For the entries below, how many lines contain the word "join"? Reply with the number and nothing else.

========

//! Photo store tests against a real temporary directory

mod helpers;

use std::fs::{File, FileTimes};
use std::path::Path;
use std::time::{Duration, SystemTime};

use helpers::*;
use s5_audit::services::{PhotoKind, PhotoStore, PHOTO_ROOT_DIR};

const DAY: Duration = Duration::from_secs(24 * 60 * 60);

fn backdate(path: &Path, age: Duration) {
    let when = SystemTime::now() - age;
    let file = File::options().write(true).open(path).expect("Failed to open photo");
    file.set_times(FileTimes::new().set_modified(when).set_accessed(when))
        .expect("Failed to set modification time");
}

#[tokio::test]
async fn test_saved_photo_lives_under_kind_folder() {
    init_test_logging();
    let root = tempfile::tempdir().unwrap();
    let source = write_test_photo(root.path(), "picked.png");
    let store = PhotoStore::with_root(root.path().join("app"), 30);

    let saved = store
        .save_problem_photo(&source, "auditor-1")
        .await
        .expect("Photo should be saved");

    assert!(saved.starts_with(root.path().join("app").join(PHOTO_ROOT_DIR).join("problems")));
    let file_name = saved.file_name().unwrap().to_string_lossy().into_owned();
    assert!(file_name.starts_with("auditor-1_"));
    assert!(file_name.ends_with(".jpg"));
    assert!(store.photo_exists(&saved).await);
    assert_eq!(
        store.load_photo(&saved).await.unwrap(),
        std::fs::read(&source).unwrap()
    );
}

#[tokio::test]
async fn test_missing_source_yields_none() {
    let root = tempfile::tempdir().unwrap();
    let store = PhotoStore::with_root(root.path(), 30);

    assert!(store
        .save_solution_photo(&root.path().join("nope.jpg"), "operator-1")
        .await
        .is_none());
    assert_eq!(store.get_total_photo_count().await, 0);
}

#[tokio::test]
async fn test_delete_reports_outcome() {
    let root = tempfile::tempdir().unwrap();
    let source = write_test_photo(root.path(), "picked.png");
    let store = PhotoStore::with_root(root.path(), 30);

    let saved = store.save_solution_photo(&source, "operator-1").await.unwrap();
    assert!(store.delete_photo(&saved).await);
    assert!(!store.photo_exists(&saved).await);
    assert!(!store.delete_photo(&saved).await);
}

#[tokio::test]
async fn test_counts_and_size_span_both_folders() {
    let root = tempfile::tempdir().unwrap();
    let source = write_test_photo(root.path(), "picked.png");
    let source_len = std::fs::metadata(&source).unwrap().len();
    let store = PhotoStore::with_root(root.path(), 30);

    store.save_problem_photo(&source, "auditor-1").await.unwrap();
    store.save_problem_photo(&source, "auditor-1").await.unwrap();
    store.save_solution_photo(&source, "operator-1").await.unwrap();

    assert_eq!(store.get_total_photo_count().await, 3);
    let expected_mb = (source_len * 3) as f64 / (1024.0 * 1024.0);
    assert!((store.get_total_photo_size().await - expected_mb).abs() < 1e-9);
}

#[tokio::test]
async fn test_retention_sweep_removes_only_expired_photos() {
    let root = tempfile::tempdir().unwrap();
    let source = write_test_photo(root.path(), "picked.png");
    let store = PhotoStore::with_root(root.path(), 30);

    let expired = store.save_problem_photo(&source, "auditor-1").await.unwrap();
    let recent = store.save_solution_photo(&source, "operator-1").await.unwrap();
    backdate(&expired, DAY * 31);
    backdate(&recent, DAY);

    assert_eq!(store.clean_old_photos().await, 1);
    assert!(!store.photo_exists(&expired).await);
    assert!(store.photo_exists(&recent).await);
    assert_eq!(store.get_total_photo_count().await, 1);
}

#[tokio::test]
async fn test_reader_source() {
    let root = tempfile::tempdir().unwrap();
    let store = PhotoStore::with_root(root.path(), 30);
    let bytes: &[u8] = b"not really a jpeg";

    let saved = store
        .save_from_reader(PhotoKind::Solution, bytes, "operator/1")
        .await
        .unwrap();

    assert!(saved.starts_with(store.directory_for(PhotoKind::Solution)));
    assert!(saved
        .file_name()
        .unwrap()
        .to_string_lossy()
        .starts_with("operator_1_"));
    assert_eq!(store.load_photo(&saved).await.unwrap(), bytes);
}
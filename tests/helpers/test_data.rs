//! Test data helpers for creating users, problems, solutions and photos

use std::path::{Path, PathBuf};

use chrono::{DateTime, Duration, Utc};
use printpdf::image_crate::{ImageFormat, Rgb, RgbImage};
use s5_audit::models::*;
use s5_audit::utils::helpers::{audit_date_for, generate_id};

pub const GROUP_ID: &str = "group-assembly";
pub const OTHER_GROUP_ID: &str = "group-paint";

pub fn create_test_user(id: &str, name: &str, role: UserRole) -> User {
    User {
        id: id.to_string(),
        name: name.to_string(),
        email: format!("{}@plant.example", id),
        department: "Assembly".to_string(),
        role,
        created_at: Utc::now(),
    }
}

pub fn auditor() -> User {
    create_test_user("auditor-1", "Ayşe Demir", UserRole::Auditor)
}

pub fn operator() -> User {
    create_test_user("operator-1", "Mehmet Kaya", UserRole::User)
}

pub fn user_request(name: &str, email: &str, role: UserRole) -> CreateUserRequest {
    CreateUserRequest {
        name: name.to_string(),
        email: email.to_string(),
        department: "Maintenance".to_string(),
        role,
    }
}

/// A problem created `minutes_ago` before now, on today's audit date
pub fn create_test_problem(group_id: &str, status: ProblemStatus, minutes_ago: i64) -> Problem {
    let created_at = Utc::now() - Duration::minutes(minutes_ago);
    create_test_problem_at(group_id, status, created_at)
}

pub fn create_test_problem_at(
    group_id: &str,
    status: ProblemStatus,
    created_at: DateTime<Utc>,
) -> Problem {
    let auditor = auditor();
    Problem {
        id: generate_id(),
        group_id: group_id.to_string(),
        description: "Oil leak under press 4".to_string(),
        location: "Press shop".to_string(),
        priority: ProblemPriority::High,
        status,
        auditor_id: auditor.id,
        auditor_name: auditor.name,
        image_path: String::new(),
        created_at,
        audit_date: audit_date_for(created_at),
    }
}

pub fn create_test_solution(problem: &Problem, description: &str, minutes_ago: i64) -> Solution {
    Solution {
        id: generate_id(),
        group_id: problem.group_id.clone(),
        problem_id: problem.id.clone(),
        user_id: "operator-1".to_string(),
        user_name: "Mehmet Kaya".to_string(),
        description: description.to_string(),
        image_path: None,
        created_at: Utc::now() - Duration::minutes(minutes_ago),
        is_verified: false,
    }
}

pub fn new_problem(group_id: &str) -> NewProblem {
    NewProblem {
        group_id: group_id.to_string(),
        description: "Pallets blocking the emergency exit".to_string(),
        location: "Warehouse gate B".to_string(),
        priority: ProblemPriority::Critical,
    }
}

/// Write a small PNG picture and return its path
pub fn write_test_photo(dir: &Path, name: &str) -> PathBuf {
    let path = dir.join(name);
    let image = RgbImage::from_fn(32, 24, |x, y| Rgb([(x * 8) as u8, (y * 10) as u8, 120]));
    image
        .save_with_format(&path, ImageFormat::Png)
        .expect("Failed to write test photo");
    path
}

========

-- SOLUTION TO THIS TASK --
4